Meat alternative startup Fable Food Co has secured a US$8.5 million ($12.2 million) Series A raise. Part of this fresh cash injection will be used to expand into the US, despite recent challenges large faux meat companies are having in that market.
But co-founder and CEO Michael Fox isn’t worried.
Fable Food Co was first launched in 2019 and focuses on ‘meaty’ alternative meats made from mushrooms. Since then it has received $6.5 million in seed funding, featured in Heston Blumenthal’s restaurants, and become a staple on the menus of Aussie chains like Guzman y Gomez and Grill’d. You can also find their products in boutique grocers such as Harris Farm.
Now it has scored a $12.2 million in Series A led by K3 Ventures and with participation from Greg Creed (former global CEO of fast food empire YUM!), Blackbird, AgFunder, Aera VC and others.
In addition to product development and scaling up its output, a big focus of the raise will be on accelerating expansion into the UK and US.

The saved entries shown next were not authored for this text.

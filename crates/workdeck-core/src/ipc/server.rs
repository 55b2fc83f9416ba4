//! Notification socket server.
//!
//! Binds the project-scoped Unix socket inside the board process and
//! feeds decoded notifications into the same router the file watcher
//! uses, so both sources share one coalescing state per action.
//!
//! A stale socket file left by a dead board is unlinked before binding;
//! the live socket is unlinked again on shutdown. Malformed lines are
//! dropped with a warning while the connection and the listener stay up.

use std::os::unix::fs::PermissionsExt;
use std::path::{Path, PathBuf};

use tokio::io::{AsyncBufReadExt, BufReader};
use tokio::net::{UnixListener, UnixStream};
use tokio::task::JoinHandle;
use tokio_util::sync::CancellationToken;
use tracing::{debug, info, warn};

use crate::ipc::errors::IpcError;
use crate::ipc::messages::Notification;
use crate::sync::router::RouterHandle;

pub struct IpcServer {
    socket_path: PathBuf,
    accept_task: JoinHandle<()>,
    shutdown: CancellationToken,
}

impl IpcServer {
    /// Bind the socket and start accepting connections.
    ///
    /// `shutdown` is the owning manager's token; the server derives a
    /// child so its own shutdown never cancels the rest of the system.
    pub fn bind(
        socket_path: PathBuf,
        router: RouterHandle,
        shutdown: &CancellationToken,
    ) -> Result<Self, IpcError> {
        prepare_socket_path(&socket_path)?;

        let listener = UnixListener::bind(&socket_path).map_err(|e| IpcError::BindFailed {
            path: socket_path.display().to_string(),
            source: e,
        })?;

        // Refresh hints are per-user traffic
        if let Err(e) =
            std::fs::set_permissions(&socket_path, std::fs::Permissions::from_mode(0o600))
        {
            warn!(
                event = "core.ipc.socket_chmod_failed",
                socket = %socket_path.display(),
                error = %e
            );
        }

        info!(event = "core.ipc.server_started", socket = %socket_path.display());

        let shutdown = shutdown.child_token();
        let accept_task = tokio::spawn(run_accept_loop(listener, router, shutdown.clone()));

        Ok(Self {
            socket_path,
            accept_task,
            shutdown,
        })
    }

    pub fn socket_path(&self) -> &Path {
        &self.socket_path
    }

    /// Stop accepting and unlink the socket file. Synchronous.
    pub fn shutdown(self) {
        self.shutdown.cancel();
        self.accept_task.abort();

        match std::fs::remove_file(&self.socket_path) {
            Ok(()) => {
                info!(event = "core.ipc.socket_unlinked", socket = %self.socket_path.display());
            }
            Err(e) if e.kind() == std::io::ErrorKind::NotFound => {}
            Err(e) => {
                warn!(
                    event = "core.ipc.socket_unlink_failed",
                    socket = %self.socket_path.display(),
                    error = %e
                );
            }
        }
    }
}

/// Create the runtime directory and clear any stale socket file.
fn prepare_socket_path(socket_path: &Path) -> Result<(), IpcError> {
    if let Some(parent) = socket_path.parent() {
        std::fs::create_dir_all(parent).map_err(|e| IpcError::SocketDirFailed {
            path: parent.display().to_string(),
            source: e,
        })?;
        std::fs::set_permissions(parent, std::fs::Permissions::from_mode(0o700)).map_err(|e| {
            IpcError::SocketDirFailed {
                path: parent.display().to_string(),
                source: e,
            }
        })?;
    }

    if socket_path.exists() {
        std::fs::remove_file(socket_path).map_err(|e| IpcError::BindFailed {
            path: socket_path.display().to_string(),
            source: e,
        })?;
        info!(event = "core.ipc.stale_socket_removed", socket = %socket_path.display());
    }

    Ok(())
}

async fn run_accept_loop(
    listener: UnixListener,
    router: RouterHandle,
    shutdown: CancellationToken,
) {
    loop {
        tokio::select! {
            _ = shutdown.cancelled() => break,
            accepted = listener.accept() => {
                match accepted {
                    Ok((stream, _addr)) => {
                        debug!(event = "core.ipc.connection_accepted");
                        tokio::spawn(handle_connection(stream, router.clone(), shutdown.clone()));
                    }
                    Err(e) => {
                        warn!(event = "core.ipc.accept_failed", error = %e);
                    }
                }
            }
        }
    }
    debug!(event = "core.ipc.accept_loop_stopped");
}

/// Read newline-delimited notifications until EOF or shutdown.
async fn handle_connection(
    stream: UnixStream,
    router: RouterHandle,
    shutdown: CancellationToken,
) {
    let mut reader = BufReader::new(stream);
    let mut line = String::new();

    loop {
        line.clear();
        tokio::select! {
            _ = shutdown.cancelled() => break,
            read = reader.read_line(&mut line) => {
                match read {
                    Ok(0) => {
                        debug!(event = "core.ipc.connection_closed");
                        break;
                    }
                    Ok(_) => process_line(line.trim(), &router),
                    Err(e) => {
                        warn!(event = "core.ipc.read_error", error = %e);
                        break;
                    }
                }
            }
        }
    }
}

/// Decode one line and route it. A bad line is dropped, nothing else.
fn process_line(line: &str, router: &RouterHandle) {
    if line.is_empty() {
        return;
    }

    match serde_json::from_str::<Notification>(line) {
        Ok(notification) => {
            info!(
                event = "core.ipc.notification_received",
                kind = notification.kind()
            );
            for action in notification.actions() {
                router.trigger(*action);
            }
        }
        Err(e) => {
            warn!(event = "core.ipc.message_invalid", error = %e);
        }
    }
}
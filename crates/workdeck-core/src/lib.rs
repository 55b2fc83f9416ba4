//! workdeck-core: Core library for the workdeck terminal board
//!
//! This library keeps a board process's in-memory view of a spec-driven
//! project (work items, epics, checkpoints, file status) synchronized
//! with the working tree in real time. It is used by the CLI and by any
//! frontend that embeds the board.
//!
//! # Main Entry Points
//!
//! - [`sync`] - Watch registry, debounce router, sync manager
//! - [`store`] - Board state slices and targeted reloads
//! - [`ipc`] - Notification socket server and fire-and-forget client
//! - [`git`] - Project detection, stash checkpoints, file status
//! - [`config`] - Configuration management

pub mod config;
pub mod errors;
pub mod events;
pub mod git;
pub mod ipc;
pub mod logging;
pub mod store;
pub mod sync;

// Re-export commonly used types at crate root for convenience
pub use config::{BoardConfig, Config, SyncConfig};
pub use git::types::{FileStatusCounts, ProjectInfo, StashCheckpoint};
pub use ipc::Notification;
pub use store::{BoardStore, StateStore, StoreError};
pub use store::types::{CheckpointEntry, Epic, WorkItem, WorkItemStatus};
pub use sync::{ReloadAction, RouterHandle, SyncManager, SyncOptions};

// Re-export handler modules as the primary API
pub use git::handler as git_ops;

// Re-export logging initialization
pub use logging::init_logging;
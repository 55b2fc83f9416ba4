//! Configuration loading and merging logic.
//!
//! This module handles loading configuration from files and merging
//! configurations from different sources (user config, project config).
//!
//! # Configuration Hierarchy
//!
//! Configuration is loaded in the following order (later sources override earlier ones):
//! 1. **Hardcoded defaults** - Built-in fallback values
//! 2. **User config** - `~/.workdeck/config.toml` (global user preferences)
//! 3. **Project config** - `<project>/.workdeck/config.toml` (project-specific overrides)

use crate::config::types::{BoardConfig, SyncConfig};
use crate::config::validation::validate_config;
use std::fs;
use std::path::{Path, PathBuf};

/// Check if an error is a "file not found" error.
fn is_file_not_found(e: &(dyn std::error::Error + 'static)) -> bool {
    if let Some(io_err) = e.downcast_ref::<std::io::Error>() {
        return io_err.kind() == std::io::ErrorKind::NotFound;
    }

    let err_str = e.to_string();
    err_str.contains("No such file or directory") || err_str.contains("cannot find the path")
}

/// Load configuration from the hierarchy of config files.
///
/// Loads and merges configuration from:
/// 1. Default values
/// 2. User config (`~/.workdeck/config.toml`)
/// 3. Project config (`<project_root>/.workdeck/config.toml`)
///
/// # Errors
///
/// Returns an error if validation fails. Missing config files are not errors.
pub fn load_hierarchy_from(
    project_root: &Path,
) -> Result<BoardConfig, Box<dyn std::error::Error>> {
    let mut config = BoardConfig::default();

    // Load user config (file not found is expected, parse errors fail)
    match load_user_config() {
        Ok(user_config) => config = merge_configs(config, user_config),
        Err(e) if !is_file_not_found(e.as_ref()) => return Err(e),
        Err(_) => {} // File not found - continue with defaults
    }

    // Load project config (file not found is expected, parse errors fail)
    match load_project_config(project_root) {
        Ok(project_config) => config = merge_configs(config, project_config),
        Err(e) if !is_file_not_found(e.as_ref()) => return Err(e),
        Err(_) => {} // File not found - continue with merged config
    }

    // Validate the final configuration
    validate_config(&config)?;

    Ok(config)
}

/// Load the user configuration from ~/.workdeck/config.toml.
fn load_user_config() -> Result<BoardConfig, Box<dyn std::error::Error>> {
    let home_dir = dirs::home_dir().ok_or("Could not find home directory")?;
    let config_path = home_dir.join(".workdeck").join("config.toml");
    load_config_file(&config_path)
}

/// Load the project configuration from `<project_root>/.workdeck/config.toml`.
fn load_project_config(project_root: &Path) -> Result<BoardConfig, Box<dyn std::error::Error>> {
    let config_path = project_root.join(".workdeck").join("config.toml");
    load_config_file(&config_path)
}

/// Load a configuration file from the given path.
fn load_config_file(path: &PathBuf) -> Result<BoardConfig, Box<dyn std::error::Error>> {
    let content = fs::read_to_string(path)
        .map_err(|e| format!("Failed to read config file '{}': {}", path.display(), e))?;
    let config: BoardConfig = toml::from_str(&content)
        .map_err(|e| format!("Failed to parse config file '{}': {}", path.display(), e))?;
    Ok(config)
}

/// Merge two configurations, with override_config taking precedence.
///
/// Optional fields replace base values only when present in the override.
pub fn merge_configs(base: BoardConfig, override_config: BoardConfig) -> BoardConfig {
    BoardConfig {
        sync: SyncConfig {
            debounce_ms: override_config.sync.debounce_ms.or(base.sync.debounce_ms),
            poll_interval_secs: override_config
                .sync
                .poll_interval_secs
                .or(base.sync.poll_interval_secs),
            ipc_enabled: override_config.sync.ipc_enabled,
        },
    }
}
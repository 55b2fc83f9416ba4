//! Configuration type definitions for the workdeck CLI.
//!
//! This module contains all configuration struct definitions used throughout
//! workdeck. These types are serialized/deserialized from TOML config files.
//!
//! # Example Configuration
//!
//! ```toml
//! [sync]
//! debounce_ms = 100
//! poll_interval_secs = 60
//! ipc_enabled = true
//! ```

use serde::{Deserialize, Serialize};
use std::path::PathBuf;
use std::time::Duration;

/// Runtime configuration for workdeck.
///
/// This struct holds paths and settings that are derived from environment
/// variables and system defaults, not from config files.
#[derive(Debug, Clone)]
pub struct Config {
    /// Base directory for all workdeck data (default: ~/.workdeck)
    pub workdeck_dir: PathBuf,
    /// Log level for the application
    pub log_level: String,
    /// Quiet-period window in milliseconds for reload coalescing
    pub debounce_ms: u64,
}

impl Config {
    /// Directory holding per-project runtime sockets.
    pub fn run_dir(&self) -> PathBuf {
        self.workdeck_dir.join("run")
    }

    /// Deterministic socket path for a project, scoped by its id.
    pub fn socket_path(&self, project_id: &str) -> PathBuf {
        self.run_dir().join(format!("board-{project_id}.sock"))
    }

    /// Quiet-period window as a [`Duration`].
    pub fn debounce_window(&self) -> Duration {
        Duration::from_millis(self.debounce_ms)
    }
}

/// Main configuration loaded from TOML config files.
///
/// This is the primary configuration structure that gets loaded from:
/// 1. User config: `~/.workdeck/config.toml`
/// 2. Project config: `<project>/.workdeck/config.toml`
///
/// Project config values override user config values.
#[derive(Debug, Clone, Serialize, Deserialize, Default)]
pub struct BoardConfig {
    /// Live-sync tuning
    #[serde(default)]
    pub sync: SyncConfig,
}

impl BoardConfig {
    /// Effective quiet-period window, falling back to the built-in default.
    pub fn debounce_window(&self) -> Duration {
        Duration::from_millis(
            self.sync
                .debounce_ms
                .unwrap_or(super::defaults::DEFAULT_DEBOUNCE_MS),
        )
    }

    /// Effective slow-poll interval for the board loop.
    pub fn poll_interval(&self) -> Duration {
        Duration::from_secs(
            self.sync
                .poll_interval_secs
                .unwrap_or(super::defaults::DEFAULT_POLL_INTERVAL_SECS),
        )
    }
}

/// Live-sync configuration.
///
/// Controls debounce timing and the IPC listener.
#[derive(Debug, Clone, Serialize, Deserialize)]
pub struct SyncConfig {
    /// Quiet-period window in milliseconds before a reload fires.
    /// Default: 100 ms.
    #[serde(default, skip_serializing_if = "Option::is_none")]
    pub debounce_ms: Option<u64>,

    /// Interval in seconds between fallback full refreshes in the board loop.
    /// Default: 60 seconds.
    #[serde(default, skip_serializing_if = "Option::is_none")]
    pub poll_interval_secs: Option<u64>,

    /// Whether the board binds the notification socket.
    #[serde(default = "super::defaults::default_ipc_enabled")]
    pub ipc_enabled: bool,
}
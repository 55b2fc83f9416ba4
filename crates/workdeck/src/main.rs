use workdeck_core::init_logging;

mod app;
mod commands;
mod table;

fn main() {
    let matches = app::build_cli().get_matches();

    // Quiet must be known before the first log line
    let quiet = matches.get_flag("quiet");
    init_logging(quiet);

    if let Err(e) = commands::run_command(&matches) {
        eprintln!("Error: {}", e);
        std::process::exit(1);
    }
}
use clap::ArgMatches;
use tracing::error;

use workdeck_core::events;

mod board;
mod completions;
mod items;
mod notify;
mod status;

pub fn run_command(matches: &ArgMatches) -> Result<(), Box<dyn std::error::Error>> {
    events::log_app_startup();

    match matches.subcommand() {
        Some(("board", sub_matches)) => board::handle_board_command(sub_matches),
        Some(("notify", sub_matches)) => notify::handle_notify_command(sub_matches),
        Some(("status", sub_matches)) => status::handle_status_command(sub_matches),
        Some(("items", sub_matches)) => items::handle_items_command(sub_matches),
        Some(("completions", sub_matches)) => completions::handle_completions_command(sub_matches),
        _ => {
            error!(event = "cli.command_unknown");
            Err("Unknown command".into())
        }
    }
}
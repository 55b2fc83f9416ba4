use clap::{Arg, ArgAction, ArgMatches, Command};

pub fn build_cli() -> Command {
    Command::new("workdeck")
        .version(env!("CARGO_PKG_VERSION"))
        .about("Terminal dashboard for spec-driven projects")
        .long_about("WORKDECK keeps a live view of a project's work units, epics, checkpoints, and git file status. The 'board' command watches the working tree and reacts to changes in real time; sibling commands read the same state or nudge a running board over its notification socket.")
        .arg(
            Arg::new("quiet")
                .short('q')
                .long("quiet")
                .help("Suppress log output (errors only)")
                .action(ArgAction::SetTrue)
                .global(true),
        )
        .subcommand_required(true)
        .arg_required_else_help(true)
        .subcommand(
            Command::new("board")
                .about("Run the live board, keeping state synchronized until Ctrl-C")
                .arg(
                    Arg::new("interval")
                        .long("interval")
                        .short('i')
                        .help("Poll fallback interval in seconds (overrides config)")
                        .value_parser(clap::value_parser!(u64)),
                )
                .arg(
                    Arg::new("debounce-ms")
                        .long("debounce-ms")
                        .help("Debounce window in milliseconds (overrides config)")
                        .value_parser(clap::value_parser!(u64)),
                )
                .arg(
                    Arg::new("no-ipc")
                        .long("no-ipc")
                        .help("Disable the notification socket (filesystem watching only)")
                        .action(ArgAction::SetTrue),
                ),
        )
        .subcommand(
            Command::new("notify")
                .about("Send a refresh hint to a running board (fire-and-forget)")
                .arg(
                    Arg::new("kind")
                        .help("What changed")
                        .required(true)
                        .index(1)
                        .value_parser(["work-items", "epics", "checkpoints", "file-status"]),
                ),
        )
        .subcommand(
            Command::new("status")
                .about("Show a one-shot summary of the project's board state")
                .arg(
                    Arg::new("json")
                        .long("json")
                        .help("Output in JSON format")
                        .action(ArgAction::SetTrue),
                ),
        )
        .subcommand(
            Command::new("items")
                .about("List work units for the current project")
                .arg(
                    Arg::new("json")
                        .long("json")
                        .help("Output in JSON format")
                        .action(ArgAction::SetTrue),
                ),
        )
        .subcommand(
            Command::new("completions")
                .about("Generate shell completion scripts")
                .arg(
                    Arg::new("shell")
                        .help("Shell to generate completions for")
                        .required(true)
                        .index(1)
                        .value_parser(clap::value_parser!(clap_complete::Shell)),
                ),
        )
}

#[allow(dead_code)]
pub fn get_matches() -> ArgMatches {
    build_cli().get_matches()
}
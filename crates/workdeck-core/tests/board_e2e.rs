//! End-to-end tests over a real repository and the real board store.
//!
//! These cover the full path a running board exercises: documents and git
//! state on disk, `BoardStore` reloads, live watchers, and the notification
//! socket, with no fakes in between.

use std::path::Path;
use std::sync::Arc;
use std::time::Duration;

use workdeck_core::git_ops;
use workdeck_core::ipc::{self, Notification};
use workdeck_core::store::{BoardStore, StateStore};
use workdeck_core::sync::{SyncManager, SyncOptions};

const DEBOUNCE: Duration = Duration::from_millis(50);

fn init_repo(dir: &Path) -> git2::Repository {
    let repo = git2::Repository::init(dir).unwrap();
    {
        let mut config = repo.config().unwrap();
        config.set_str("user.name", "tester").unwrap();
        config.set_str("user.email", "tester@example.com").unwrap();
    }
    repo
}

fn commit_all(repo: &git2::Repository, message: &str) {
    let mut index = repo.index().unwrap();
    index
        .add_all(["*"].iter(), git2::IndexAddOption::DEFAULT, None)
        .unwrap();
    index.write().unwrap();
    let tree_id = index.write_tree().unwrap();
    let tree = repo.find_tree(tree_id).unwrap();
    let sig = repo.signature().unwrap();
    let parent = repo
        .head()
        .ok()
        .and_then(|h| h.target())
        .and_then(|oid| repo.find_commit(oid).ok());
    let parents: Vec<_> = parent.iter().collect();
    repo.commit(Some("HEAD"), &sig, &sig, message, &tree, &parents)
        .unwrap();
}

async fn wait_until<F: Fn() -> bool>(what: &str, check: F) {
    tokio::time::timeout(Duration::from_secs(3), async {
        while !check() {
            tokio::time::sleep(Duration::from_millis(20)).await;
        }
    })
    .await
    .unwrap_or_else(|_| panic!("timed out waiting for {what}"));
}

fn options() -> SyncOptions {
    SyncOptions {
        debounce: DEBOUNCE,
        socket_path: None,
    }
}

#[tokio::test]
async fn test_checkpoint_edit_reaches_the_store() {
    let dir = tempfile::tempdir().unwrap();
    let repo = init_repo(dir.path());

    let checkpoints_dir = dir.path().join(".workdeck").join("checkpoints");
    std::fs::create_dir_all(&checkpoints_dir).unwrap();
    std::fs::write(
        checkpoints_dir.join("WU-1.json"),
        r#"{"workUnitId":"WU-1","checkpoints":[{"name":"before-refactor","stashRef":"stash@{0}"}]}"#,
    )
    .unwrap();
    std::fs::write(dir.path().join("README.md"), "# test\n").unwrap();
    commit_all(&repo, "init");

    let project = git_ops::detect_project_at(dir.path()).unwrap();
    let store = Arc::new(BoardStore::new(project.clone()));
    store.reload_checkpoints().await;
    assert_eq!(store.checkpoint_count("WU-1"), 1);

    let mut manager = SyncManager::new(Arc::clone(&store), project.clone(), options());
    manager.start();
    tokio::time::sleep(Duration::from_millis(100)).await;

    std::fs::write(
        project.checkpoints_dir().join("WU-1.json"),
        r#"{"workUnitId":"WU-1","checkpoints":[
            {"name":"before-refactor","stashRef":"stash@{0}"},
            {"name":"green-tests","stashRef":"stash@{1}"}
        ]}"#,
    )
    .unwrap();

    wait_until("checkpoint count to reach 2", || {
        store.checkpoint_count("WU-1") == 2
    })
    .await;

    manager.stop();
}

#[tokio::test]
async fn test_atomic_save_of_work_units_updates_the_slice() {
    let dir = tempfile::tempdir().unwrap();
    let repo = init_repo(dir.path());

    let spec_dir = dir.path().join("spec");
    std::fs::create_dir_all(&spec_dir).unwrap();
    std::fs::write(
        spec_dir.join("work-units.json"),
        r#"{"workUnits":[{"id":"WU-1","title":"First","status":"todo"}]}"#,
    )
    .unwrap();
    commit_all(&repo, "init");

    let project = git_ops::detect_project_at(dir.path()).unwrap();
    let store = Arc::new(BoardStore::new(project.clone()));
    store.reload_work_items().await;
    assert_eq!(store.work_items().len(), 1);

    let mut manager = SyncManager::new(Arc::clone(&store), project.clone(), options());
    manager.start();
    tokio::time::sleep(Duration::from_millis(100)).await;

    // Editors save via temp file plus rename; the rename must count
    let tmp = project.spec_dir().join("work-units.json.tmp");
    std::fs::write(
        &tmp,
        r#"{"workUnits":[
            {"id":"WU-1","title":"First","status":"active"},
            {"id":"WU-2","title":"Second","status":"todo"}
        ]}"#,
    )
    .unwrap();
    std::fs::rename(&tmp, project.work_units_path()).unwrap();

    wait_until("work units to reach 2", || store.work_items().len() == 2).await;
    assert!(store.work_items().iter().any(|item| item.title == "Second"));

    manager.stop();
}

#[tokio::test]
async fn test_notify_refreshes_file_status_over_socket() {
    let dir = tempfile::tempdir().unwrap();
    let repo = init_repo(dir.path());
    std::fs::write(dir.path().join("README.md"), "# test\n").unwrap();
    commit_all(&repo, "init");

    // Socket lives outside the worktree so it never shows up as untracked
    let socket_dir = tempfile::tempdir().unwrap();
    let socket_path = socket_dir.path().join("board-e2e.sock");

    let project = git_ops::detect_project_at(dir.path()).unwrap();
    let store = Arc::new(BoardStore::new(project.clone()));
    store.reload_file_status().await;
    assert_eq!(store.file_status().untracked, 0);

    let mut manager = SyncManager::new(
        Arc::clone(&store),
        project.clone(),
        SyncOptions {
            debounce: DEBOUNCE,
            socket_path: Some(socket_path.clone()),
        },
    );
    manager.start();
    tokio::time::sleep(Duration::from_millis(100)).await;

    // Plain worktree edits are invisible to the watchers on purpose;
    // nothing under .git changes until the file is staged.
    std::fs::write(dir.path().join("notes.txt"), "scratch\n").unwrap();
    tokio::time::sleep(DEBOUNCE * 4).await;
    assert_eq!(store.file_status().untracked, 0);

    // An external tool nudges the board instead
    let path = socket_path.clone();
    tokio::task::spawn_blocking(move || {
        ipc::try_send_notification(&path, &Notification::FileStatusChanged)
    })
    .await
    .unwrap()
    .unwrap();

    wait_until("untracked count to reach 1", || {
        store.file_status().untracked == 1
    })
    .await;

    manager.stop();
}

Fable Food Co confident despite alternative meat challenges in the US
It’s been a difficult 12 months for the tech sector, with staff being laid off overseas and in Australia. And this has also hit big players in the alternative meat industry.
Back in October 2022, Beyond Meat announced a 19% reduction in staff. And at the end of January, Impossible said it was planning on reducing its headcount by 20%.
But Fox is confident in Fable’s push into the US market and its ability to go up against the current competition.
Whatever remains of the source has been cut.